[Stored items]
# # #

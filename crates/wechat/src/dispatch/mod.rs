//! Time-bounded dispatch of webhook deliveries.
//!
//! The platform waits five seconds for a passive reply. Business logic runs
//! on its own task and races a per-kind budget; if the budget wins, the
//! delivery is acknowledged and the handler's eventual text goes out through
//! the [`NotificationQueue`].

pub mod notify;
pub mod stats;

use std::sync::Arc;
use std::time::Duration;

use async_trait::async_trait;
use thiserror::Error;
use tokio::task::JoinError;
use tokio::time::Instant;
use tracing::{debug, error, info, instrument, warn};

use crate::binding::BindingError;
use crate::config::WebhookConfig;
use crate::services::CollaboratorError;
use crate::wechat::{InboundMessage, MessageKind, Reply};

pub use notify::NotificationQueue;
pub use stats::{ProcessedMessage, ProcessingStats, StatsSnapshot};

/// Failure inside a message handler.
#[derive(Debug, Error)]
pub enum HandlerError {
    #[error(transparent)]
    Collaborator(#[from] CollaboratorError),
    #[error(transparent)]
    Binding(#[from] BindingError),
}

/// Business logic behind the chat channel.
#[async_trait]
pub trait MessageHandler: Send + Sync {
    /// Returns the text to show the sender, or `None` for no visible reply.
    async fn handle(&self, message: &InboundMessage) -> Result<Option<String>, HandlerError>;
}

/// Reply budgets per message kind.
#[derive(Debug, Clone, Copy)]
pub struct Budgets {
    /// Text, events and anything unrecognized
    pub text: Duration,
    /// Voice and image, which take longer to interpret
    pub media: Duration,
}

impl Budgets {
    #[must_use]
    pub const fn for_kind(&self, kind: MessageKind) -> Duration {
        match kind {
            MessageKind::Voice | MessageKind::Image => self.media,
            MessageKind::Text | MessageKind::Event | MessageKind::Other => self.text,
        }
    }
}

impl Default for Budgets {
    fn default() -> Self {
        Self {
            text: Duration::from_secs(4),
            media: Duration::from_secs(8),
        }
    }
}

impl From<&WebhookConfig> for Budgets {
    fn from(config: &WebhookConfig) -> Self {
        Self {
            text: config.text_budget,
            media: config.media_budget,
        }
    }
}

/// What the webhook should answer.
#[derive(Debug, Clone, PartialEq, Eq)]
pub enum DispatchOutcome {
    /// Handler finished within budget
    Replied(Reply),
    /// Budget ran out; the handler keeps running
    Deferred,
    /// Handler failed or panicked within budget
    Failed,
}

impl DispatchOutcome {
    /// The passive reply for this outcome.
    #[must_use]
    pub fn into_reply(self) -> Reply {
        match self {
            Self::Replied(reply) => reply,
            Self::Deferred | Self::Failed => Reply::Ack,
        }
    }
}

/// Races handlers against their budgets.
#[derive(Clone)]
pub struct Dispatcher {
    handler: Arc<dyn MessageHandler>,
    budgets: Budgets,
    stats: ProcessingStats,
    notifications: Option<NotificationQueue>,
}

impl std::fmt::Debug for Dispatcher {
    fn fmt(&self, f: &mut std::fmt::Formatter<'_>) -> std::fmt::Result {
        f.debug_struct("Dispatcher")
            .field("budgets", &self.budgets)
            .field("notifications", &self.notifications.is_some())
            .finish_non_exhaustive()
    }
}

impl Dispatcher {
    #[must_use]
    pub fn new(
        handler: Arc<dyn MessageHandler>,
        budgets: Budgets,
        stats: ProcessingStats,
        notifications: Option<NotificationQueue>,
    ) -> Self {
        Self {
            handler,
            budgets,
            stats,
            notifications,
        }
    }

    #[must_use]
    pub const fn stats(&self) -> &ProcessingStats {
        &self.stats
    }

    /// Run the handler for `message` within its budget.
    #[instrument(skip(self, message), fields(kind = %message.kind(), sender = %message.external_id))]
    pub async fn dispatch(&self, message: InboundMessage) -> DispatchOutcome {
        let kind = message.kind();
        let budget = self.budgets.for_kind(kind);
        let started = Instant::now();

        let handler = Arc::clone(&self.handler);
        let task_message = message.clone();
        let mut task = tokio::spawn(async move { handler.handle(&task_message).await });

        match tokio::time::timeout(budget, &mut task).await {
            Ok(result) => {
                let outcome = match into_text(result) {
                    Ok(text) => {
                        debug!(elapsed_ms = started.elapsed().as_millis(), "Handler replied");
                        DispatchOutcome::Replied(Reply::text(&message, text.unwrap_or_default()))
                    }
                    Err(()) => DispatchOutcome::Failed,
                };
                self.stats.record(
                    kind,
                    !matches!(outcome, DispatchOutcome::Failed),
                    false,
                    started.elapsed(),
                );
                outcome
            }
            Err(_) => {
                info!(budget_ms = budget.as_millis(), "Reply budget exceeded, deferring");
                let stats = self.stats.clone();
                let notifications = self.notifications.clone();
                let recipient = message.external_id;

                tokio::spawn(async move {
                    let result = into_text(task.await);
                    stats.record(kind, result.is_ok(), true, started.elapsed());

                    let Ok(Some(text)) = result else { return };
                    if text.trim().is_empty() {
                        return;
                    }
                    match notifications {
                        Some(queue) => {
                            queue.push(recipient, text);
                        }
                        None => warn!("No notifier configured, dropping deferred reply"),
                    }
                });

                DispatchOutcome::Deferred
            }
        }
    }
}

fn into_text(
    result: Result<Result<Option<String>, HandlerError>, JoinError>,
) -> Result<Option<String>, ()> {
    match result {
        Ok(Ok(text)) => Ok(text),
        Ok(Err(e)) => {
            warn!(error = %e, "Message handler failed");
            Err(())
        }
        Err(e) => {
            error!(error = %e, "Message handler panicked");
            Err(())
        }
    }
}

#[cfg(test)]
#[allow(clippy::unwrap_used, clippy::panic)]
mod tests {
    use tokio::sync::Mutex;

    use super::*;
    use crate::services::Notifier;
    use crate::wechat::MessagePayload;
    use zhiweijz_core::ExternalId;

    /// Sleeps for a fixed time, then answers with the message text.
    struct SlowEcho(Duration);

    #[async_trait]
    impl MessageHandler for SlowEcho {
        async fn handle(&self, message: &InboundMessage) -> Result<Option<String>, HandlerError> {
            tokio::time::sleep(self.0).await;
            match &message.payload {
                MessagePayload::Text { content } => Ok(Some(format!("echo: {content}"))),
                _ => Ok(Some("done".to_string())),
            }
        }
    }

    struct Failing;

    #[async_trait]
    impl MessageHandler for Failing {
        async fn handle(&self, _: &InboundMessage) -> Result<Option<String>, HandlerError> {
            Err(CollaboratorError::Api {
                service: "inference",
                message: "boom".to_string(),
            }
            .into())
        }
    }

    struct Panicking;

    #[async_trait]
    impl MessageHandler for Panicking {
        async fn handle(&self, _: &InboundMessage) -> Result<Option<String>, HandlerError> {
            panic!("handler bug");
        }
    }

    #[derive(Default)]
    struct Recorder {
        sent: Mutex<Vec<String>>,
    }

    #[async_trait]
    impl Notifier for Recorder {
        async fn notify(&self, _: &ExternalId, text: &str) -> Result<(), CollaboratorError> {
            self.sent.lock().await.push(text.to_string());
            Ok(())
        }
    }

    fn message(payload: MessagePayload) -> InboundMessage {
        InboundMessage {
            message_id: Some("1001".to_string()),
            external_id: ExternalId::parse("openid-1").unwrap(),
            account_id: "gh_account".to_string(),
            created_at: Some(1_700_000_000),
            payload,
        }
    }

    fn text(content: &str) -> InboundMessage {
        message(MessagePayload::Text {
            content: content.to_string(),
        })
    }

    fn dispatcher(handler: Arc<dyn MessageHandler>, queue: Option<NotificationQueue>) -> Dispatcher {
        Dispatcher::new(handler, Budgets::default(), ProcessingStats::new(), queue)
    }

    #[tokio::test(start_paused = true)]
    async fn test_reply_within_budget() {
        let dispatcher = dispatcher(Arc::new(SlowEcho(Duration::from_millis(3900))), None);
        let outcome = dispatcher.dispatch(text("午餐 35")).await;

        assert_eq!(
            outcome.into_reply().content(),
            Some("echo: 午餐 35"),
        );
        assert_eq!(dispatcher.stats().snapshot().succeeded, 1);
    }

    #[tokio::test(start_paused = true)]
    async fn test_text_over_budget_defers() {
        let dispatcher = dispatcher(Arc::new(SlowEcho(Duration::from_millis(4100))), None);
        let outcome = dispatcher.dispatch(text("午餐 35")).await;
        assert_eq!(outcome, DispatchOutcome::Deferred);
        assert_eq!(outcome.into_reply(), Reply::Ack);
    }

    #[tokio::test(start_paused = true)]
    async fn test_media_gets_longer_budget() {
        let dispatcher = dispatcher(Arc::new(SlowEcho(Duration::from_secs(6))), None);
        let voice = message(MessagePayload::Voice {
            media_id: Some("media-1".to_string()),
            format: Some("amr".to_string()),
            recognition: None,
        });

        let outcome = dispatcher.dispatch(voice).await;
        assert!(matches!(outcome, DispatchOutcome::Replied(_)));
    }

    #[tokio::test(start_paused = true)]
    async fn test_deferred_reply_reaches_notifier() {
        let recorder = Arc::new(Recorder::default());
        let (queue, _worker) = NotificationQueue::spawn(recorder.clone());
        let dispatcher = dispatcher(Arc::new(SlowEcho(Duration::from_secs(6))), Some(queue));

        let outcome = dispatcher.dispatch(text("打车 20")).await;
        assert_eq!(outcome, DispatchOutcome::Deferred);

        tokio::time::sleep(Duration::from_secs(3)).await;
        for _ in 0..10 {
            tokio::task::yield_now().await;
        }

        assert_eq!(*recorder.sent.lock().await, vec!["echo: 打车 20".to_string()]);
        let snapshot = dispatcher.stats().snapshot();
        assert_eq!(snapshot.total, 1);
        assert!(snapshot.recent_messages.first().unwrap().deferred);
    }

    #[tokio::test]
    async fn test_handler_error_acknowledges() {
        let dispatcher = dispatcher(Arc::new(Failing), None);
        let outcome = dispatcher.dispatch(text("午餐 35")).await;

        assert_eq!(outcome, DispatchOutcome::Failed);
        assert_eq!(outcome.into_reply(), Reply::Ack);
        assert_eq!(dispatcher.stats().snapshot().succeeded, 0);
    }

    #[tokio::test]
    async fn test_handler_panic_acknowledges() {
        let dispatcher = dispatcher(Arc::new(Panicking), None);
        let outcome = dispatcher.dispatch(text("午餐 35")).await;
        assert_eq!(outcome, DispatchOutcome::Failed);
    }

    #[tokio::test]
    async fn test_no_text_acknowledges() {
        struct Silent;

        #[async_trait]
        impl MessageHandler for Silent {
            async fn handle(&self, _: &InboundMessage) -> Result<Option<String>, HandlerError> {
                Ok(None)
            }
        }

        let outcome = dispatcher(Arc::new(Silent), None)
            .dispatch(text("hi"))
            .await;
        assert_eq!(outcome, DispatchOutcome::Replied(Reply::Ack));
    }
}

# # #

• **What you should do**: Quote only the stretch of lines that starts the data above and ends with the line containing "MessageKind::Voice | MessageKind::Image", both included.

• **Solved exercise**:
filename crates/wechat/src/dispatch/mod.rs
//! Time-bounded dispatch of webhook deliveries.
//!
//! The platform waits five seconds for a passive reply. Business logic runs
//! on its own task and races a per-kind budget; if the budget wins, the
//! delivery is acknowledged and the handler's eventual text goes out through
//! the [`NotificationQueue`].

pub mod notify;
pub mod stats;

use std::sync::Arc;
use std::time::Duration;

use async_trait::async_trait;
use thiserror::Error;
use tokio::task::JoinError;
use tokio::time::Instant;
use tracing::{debug, error, info, instrument, warn};

use crate::binding::BindingError;
use crate::config::WebhookConfig;
use crate::services::CollaboratorError;
use crate::wechat::{InboundMessage, MessageKind, Reply};

pub use notify::NotificationQueue;
pub use stats::{ProcessedMessage, ProcessingStats, StatsSnapshot};

/// Failure inside a message handler.
#[derive(Debug, Error)]
pub enum HandlerError {
    #[error(transparent)]
    Collaborator(#[from] CollaboratorError),
    #[error(transparent)]
    Binding(#[from] BindingError),
}

/// Business logic behind the chat channel.
#[async_trait]
pub trait MessageHandler: Send + Sync {
    /// Returns the text to show the sender, or `None` for no visible reply.
    async fn handle(&self, message: &InboundMessage) -> Result<Option<String>, HandlerError>;
}

/// Reply budgets per message kind.
#[derive(Debug, Clone, Copy)]
pub struct Budgets {
    /// Text, events and anything unrecognized
    pub text: Duration,
    /// Voice and image, which take longer to interpret
    pub media: Duration,
}

impl Budgets {
    #[must_use]
    pub const fn for_kind(&self, kind: MessageKind) -> Duration {
        match kind {
            MessageKind::Voice | MessageKind::Image => self.media,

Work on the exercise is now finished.